- _Task goal_
The entries must be restated exactly as written.

- _Materials provided_

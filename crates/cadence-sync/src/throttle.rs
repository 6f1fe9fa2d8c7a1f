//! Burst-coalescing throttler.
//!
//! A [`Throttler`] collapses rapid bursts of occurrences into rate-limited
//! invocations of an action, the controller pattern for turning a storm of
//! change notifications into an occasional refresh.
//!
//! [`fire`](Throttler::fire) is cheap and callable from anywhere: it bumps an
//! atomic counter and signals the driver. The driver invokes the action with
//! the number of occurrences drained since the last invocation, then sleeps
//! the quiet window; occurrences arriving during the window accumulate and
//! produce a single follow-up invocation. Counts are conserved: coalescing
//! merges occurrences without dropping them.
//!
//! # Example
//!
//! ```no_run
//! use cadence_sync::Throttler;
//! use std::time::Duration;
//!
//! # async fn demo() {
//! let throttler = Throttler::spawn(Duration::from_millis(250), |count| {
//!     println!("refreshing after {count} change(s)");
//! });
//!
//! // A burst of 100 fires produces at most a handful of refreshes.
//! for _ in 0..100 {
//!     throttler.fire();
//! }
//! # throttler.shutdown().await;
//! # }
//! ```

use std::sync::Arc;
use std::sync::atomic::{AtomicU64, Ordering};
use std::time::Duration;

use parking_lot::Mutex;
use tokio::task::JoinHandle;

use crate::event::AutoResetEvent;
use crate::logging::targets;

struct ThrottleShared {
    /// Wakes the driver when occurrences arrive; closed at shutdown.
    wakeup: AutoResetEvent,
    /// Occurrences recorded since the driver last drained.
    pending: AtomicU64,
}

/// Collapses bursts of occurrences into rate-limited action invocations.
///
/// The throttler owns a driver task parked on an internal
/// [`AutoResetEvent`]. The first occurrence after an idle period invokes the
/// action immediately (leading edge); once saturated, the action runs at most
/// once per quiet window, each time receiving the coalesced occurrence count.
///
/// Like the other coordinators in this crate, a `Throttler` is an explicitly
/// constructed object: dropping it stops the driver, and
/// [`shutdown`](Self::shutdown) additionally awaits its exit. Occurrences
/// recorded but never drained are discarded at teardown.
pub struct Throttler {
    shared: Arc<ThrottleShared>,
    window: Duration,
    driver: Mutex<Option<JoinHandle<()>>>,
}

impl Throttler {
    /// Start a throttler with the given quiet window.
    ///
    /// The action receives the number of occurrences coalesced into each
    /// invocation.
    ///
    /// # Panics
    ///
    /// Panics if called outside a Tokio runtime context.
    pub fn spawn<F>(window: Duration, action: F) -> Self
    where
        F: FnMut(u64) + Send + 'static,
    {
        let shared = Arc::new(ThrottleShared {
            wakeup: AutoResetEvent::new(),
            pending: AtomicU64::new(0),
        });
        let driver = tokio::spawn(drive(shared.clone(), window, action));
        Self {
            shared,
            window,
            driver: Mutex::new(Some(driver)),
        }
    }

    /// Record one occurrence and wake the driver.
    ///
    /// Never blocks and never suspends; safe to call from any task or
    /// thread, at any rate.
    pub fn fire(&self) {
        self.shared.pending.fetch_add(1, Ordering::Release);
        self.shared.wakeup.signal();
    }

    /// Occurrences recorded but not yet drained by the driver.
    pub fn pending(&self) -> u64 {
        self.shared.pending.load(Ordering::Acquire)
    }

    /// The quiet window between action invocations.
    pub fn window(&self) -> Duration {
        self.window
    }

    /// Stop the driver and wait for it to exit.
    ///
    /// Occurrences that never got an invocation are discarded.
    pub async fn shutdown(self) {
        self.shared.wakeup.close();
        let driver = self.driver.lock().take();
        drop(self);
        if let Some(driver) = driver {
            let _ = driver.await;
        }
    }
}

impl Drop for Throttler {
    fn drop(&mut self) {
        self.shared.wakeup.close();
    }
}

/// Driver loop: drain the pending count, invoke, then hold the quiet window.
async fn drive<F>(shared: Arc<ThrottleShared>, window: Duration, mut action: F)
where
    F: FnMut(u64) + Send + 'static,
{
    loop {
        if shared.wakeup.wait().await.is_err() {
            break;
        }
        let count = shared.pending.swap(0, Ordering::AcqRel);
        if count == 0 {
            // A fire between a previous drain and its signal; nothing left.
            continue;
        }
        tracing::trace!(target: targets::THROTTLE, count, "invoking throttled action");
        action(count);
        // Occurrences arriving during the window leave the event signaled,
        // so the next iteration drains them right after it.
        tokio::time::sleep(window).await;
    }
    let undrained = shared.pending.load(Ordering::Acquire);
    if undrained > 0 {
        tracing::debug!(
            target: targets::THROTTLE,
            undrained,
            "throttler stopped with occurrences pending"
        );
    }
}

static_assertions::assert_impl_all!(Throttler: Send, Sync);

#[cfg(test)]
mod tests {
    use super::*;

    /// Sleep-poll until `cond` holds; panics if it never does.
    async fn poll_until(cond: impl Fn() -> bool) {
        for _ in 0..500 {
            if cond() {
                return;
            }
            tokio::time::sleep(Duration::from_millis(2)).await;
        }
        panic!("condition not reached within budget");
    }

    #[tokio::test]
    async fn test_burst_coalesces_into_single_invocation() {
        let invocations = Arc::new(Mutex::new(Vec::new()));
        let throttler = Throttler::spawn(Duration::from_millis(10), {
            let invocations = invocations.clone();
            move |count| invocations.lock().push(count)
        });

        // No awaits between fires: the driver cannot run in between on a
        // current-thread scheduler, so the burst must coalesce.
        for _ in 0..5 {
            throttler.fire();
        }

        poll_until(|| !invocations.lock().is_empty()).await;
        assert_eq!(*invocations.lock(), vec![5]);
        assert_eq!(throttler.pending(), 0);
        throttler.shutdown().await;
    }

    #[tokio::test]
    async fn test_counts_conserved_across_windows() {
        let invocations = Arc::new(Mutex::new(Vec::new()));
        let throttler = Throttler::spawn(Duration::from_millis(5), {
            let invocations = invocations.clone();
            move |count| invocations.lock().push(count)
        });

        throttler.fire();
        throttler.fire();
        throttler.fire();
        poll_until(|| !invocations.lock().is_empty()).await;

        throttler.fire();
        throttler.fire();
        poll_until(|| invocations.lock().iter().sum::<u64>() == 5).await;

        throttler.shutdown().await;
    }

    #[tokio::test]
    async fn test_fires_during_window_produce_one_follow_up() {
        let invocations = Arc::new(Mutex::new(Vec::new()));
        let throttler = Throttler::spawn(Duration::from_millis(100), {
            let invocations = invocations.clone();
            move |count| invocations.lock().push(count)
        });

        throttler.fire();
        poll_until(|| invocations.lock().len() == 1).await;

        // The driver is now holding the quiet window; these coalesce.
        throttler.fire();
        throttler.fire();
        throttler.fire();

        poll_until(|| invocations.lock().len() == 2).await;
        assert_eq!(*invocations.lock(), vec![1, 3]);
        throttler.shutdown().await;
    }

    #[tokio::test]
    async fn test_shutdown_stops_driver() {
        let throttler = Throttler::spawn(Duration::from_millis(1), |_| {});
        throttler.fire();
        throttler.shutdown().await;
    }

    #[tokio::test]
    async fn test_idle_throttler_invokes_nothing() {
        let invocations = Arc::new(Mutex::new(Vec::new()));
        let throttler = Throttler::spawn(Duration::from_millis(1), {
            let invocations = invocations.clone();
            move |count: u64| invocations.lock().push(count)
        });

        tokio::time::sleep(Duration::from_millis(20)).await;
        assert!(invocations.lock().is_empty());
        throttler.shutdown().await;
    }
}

- _Result of the exercise_
filename crates/cadence-sync/src/throttle.rs
repository 6f1fe9fa2d8c7a1f
//! Burst-coalescing throttler.
//!
//! A [`Throttler`] collapses rapid bursts of occurrences into rate-limited
//! invocations of an action, the controller pattern for turning a storm of
//! change notifications into an occasional refresh.
//!
//! [`fire`](Throttler::fire) is cheap and callable from anywhere: it bumps an
//! atomic counter and signals the driver. The driver invokes the action with
//! the number of occurrences drained since the last invocation, then sleeps
//! the quiet window; occurrences arriving during the window accumulate and
//! produce a single follow-up invocation. Counts are conserved: coalescing
//! merges occurrences without dropping them.
//!
//! # Example
//!
//! ```no_run
//! use cadence_sync::Throttler;
//! use std::time::Duration;
//!
//! # async fn demo() {
//! let throttler = Throttler::spawn(Duration::from_millis(250), |count| {
//!     println!("refreshing after {count} change(s)");
//! });
//!
//! // A burst of 100 fires produces at most a handful of refreshes.
//! for _ in 0..100 {
//!     throttler.fire();
//! }
//! # throttler.shutdown().await;
//! # }
//! ```

use std::sync::Arc;
use std::sync::atomic::{AtomicU64, Ordering};
use std::time::Duration;

use parking_lot::Mutex;
use tokio::task::JoinHandle;

use crate::event::AutoResetEvent;
use crate::logging::targets;

struct ThrottleShared {
    /// Wakes the driver when occurrences arrive; closed at shutdown.
    wakeup: AutoResetEvent,
    /// Occurrences recorded since the driver last drained.
    pending: AtomicU64,
}

/// Collapses bursts of occurrences into rate-limited action invocations.
///
/// The throttler owns a driver task parked on an internal
/// [`AutoResetEvent`]. The first occurrence after an idle period invokes the
/// action immediately (leading edge); once saturated, the action runs at most
/// once per quiet window, each time receiving the coalesced occurrence count.
///
/// Like the other coordinators in this crate, a `Throttler` is an explicitly
/// constructed object: dropping it stops the driver, and
/// [`shutdown`](Self::shutdown) additionally awaits its exit. Occurrences
/// recorded but never drained are discarded at teardown.
pub struct Throttler {
    shared: Arc<ThrottleShared>,
    window: Duration,
    driver: Mutex<Option<JoinHandle<()>>>,
}

impl Throttler {
    /// Start a throttler with the given quiet window.
    ///
    /// The action receives the number of occurrences coalesced into each
    /// invocation.
    ///
    /// # Panics
    ///
    /// Panics if called outside a Tokio runtime context.
    pub fn spawn<F>(window: Duration, action: F) -> Self
    where
        F: FnMut(u64) + Send + 'static,
    {
        let shared = Arc::new(ThrottleShared {
            wakeup: AutoResetEvent::new(),
            pending: AtomicU64::new(0),
        });
        let driver = tokio::spawn(drive(shared.clone(), window, action));
        Self {
            shared,
            window,
            driver: Mutex::new(Some(driver)),
        }
    }

    /// Record one occurrence and wake the driver.
    ///
    /// Never blocks and never suspends; safe to call from any task or
    /// thread, at any rate.
    pub fn fire(&self) {
        self.shared.pending.fetch_add(1, Ordering::Release);
        self.shared.wakeup.signal();
    }

    /// Occurrences recorded but not yet drained by the driver.
    pub fn pending(&self) -> u64 {
        self.shared.pending.load(Ordering::Acquire)
    }

    /// The quiet window between action invocations.
    pub fn window(&self) -> Duration {
        self.window
    }

    /// Stop the driver and wait for it to exit.
    ///
    /// Occurrences that never got an invocation are discarded.
    pub async fn shutdown(self) {
        self.shared.wakeup.close();
        let driver = self.driver.lock().take();
        drop(self);
        if let Some(driver) = driver {
            let _ = driver.await;
        }
    }
}

impl Drop for Throttler {
    fn drop(&mut self) {
        self.shared.wakeup.close();
    }
}

/// Driver loop: drain the pending count, invoke, then hold the quiet window.
async fn drive<F>(shared: Arc<ThrottleShared>, window: Duration, mut action: F)
where
    F: FnMut(u64) + Send + 'static,
{
    loop {
        if shared.wakeup.wait().await.is_err() {
            break;
        }
        let count = shared.pending.swap(0, Ordering::AcqRel);
        if count == 0 {
            // A fire between a previous drain and its signal; nothing left.
            continue;
        }
        tracing::trace!(target: targets::THROTTLE, count, "invoking throttled action");
        action(count);
        // Occurrences arriving during the window leave the event signaled,
        // so the next iteration drains them right after it.
        tokio::time::sleep(window).await;
    }
    let undrained = shared.pending.load(Ordering::Acquire);
    if undrained > 0 {
        tracing::debug!(
            target: targets::THROTTLE,
            undrained,
            "throttler stopped with occurrences pending"
        );
    }
}

static_assertions::assert_impl_all!(Throttler: Send, Sync);

#[cfg(test)]
mod tests {
    use super::*;

    /// Sleep-poll until `cond` holds; panics if it never does.
    async fn poll_until(cond: impl Fn() -> bool) {
        for _ in 0..500 {
            if cond() {
                return;
            }
            tokio::time::sleep(Duration::from_millis(2)).await;
        }
        panic!("condition not reached within budget");
    }

    #[tokio::test]
    async fn test_burst_coalesces_into_single_invocation() {
        let invocations = Arc::new(Mutex::new(Vec::new()));
        let throttler = Throttler::spawn(Duration::from_millis(10), {
            let invocations = invocations.clone();
            move |count| invocations.lock().push(count)
        });

        // No awaits between fires: the driver cannot run in between on a
        // current-thread scheduler, so the burst must coalesce.
        for _ in 0..5 {
            throttler.fire();
        }

        poll_until(|| !invocations.lock().is_empty()).await;
        assert_eq!(*invocations.lock(), vec![5]);
        assert_eq!(throttler.pending(), 0);
        throttler.shutdown().await;
    }

    #[tokio::test]
    async fn test_counts_conserved_across_windows() {
        let invocations = Arc::new(Mutex::new(Vec::new()));
        let throttler = Throttler::spawn(Duration::from_millis(5), {
            let invocations = invocations.clone();
            move |count| invocations.lock().push(count)
        });

        throttler.fire();
        throttler.fire();
        throttler.fire();
        poll_until(|| !invocations.lock().is_empty()).await;

        throttler.fire();
        throttler.fire();
        poll_until(|| invocations.lock().iter().sum::<u64>() == 5).await;

        throttler.shutdown().await;
    }

    #[tokio::test]
    async fn test_fires_during_window_produce_one_follow_up() {
        let invocations = Arc::new(Mutex::new(Vec::new()));
        let throttler = Throttler::spawn(Duration::from_millis(100), {
            let invocations = invocations.clone();
            move |count| invocations.lock().push(count)
        });

        throttler.fire();
        poll_until(|| invocations.lock().len() == 1).await;

        // The driver is now holding the quiet window; these coalesce.
        throttler.fire();
        throttler.fire();
        throttler.fire();

        poll_until(|| invocations.lock().len() == 2).await;
        assert_eq!(*invocations.lock(), vec![1, 3]);
        throttler.shutdown().await;
    }

    #[tokio::test]
    async fn test_shutdown_stops_driver() {
        let throttler = Throttler::spawn(Duration::from_millis(1), |_| {});
        throttler.fire();
        throttler.shutdown().await;
    }

    #[tokio::test]
    async fn test_idle_throttler_invokes_nothing() {
        let invocations = Arc::new(Mutex::new(Vec::new()));
        let throttler = Throttler::spawn(Duration::from_millis(1), {
            let invocations = invocations.clone();
            move |count: u64| invocations.lock().push(count)
        });

        tokio::time::sleep(Duration::from_millis(20)).await;
        assert!(invocations.lock().is_empty());
        throttler.shutdown().await;
    }
}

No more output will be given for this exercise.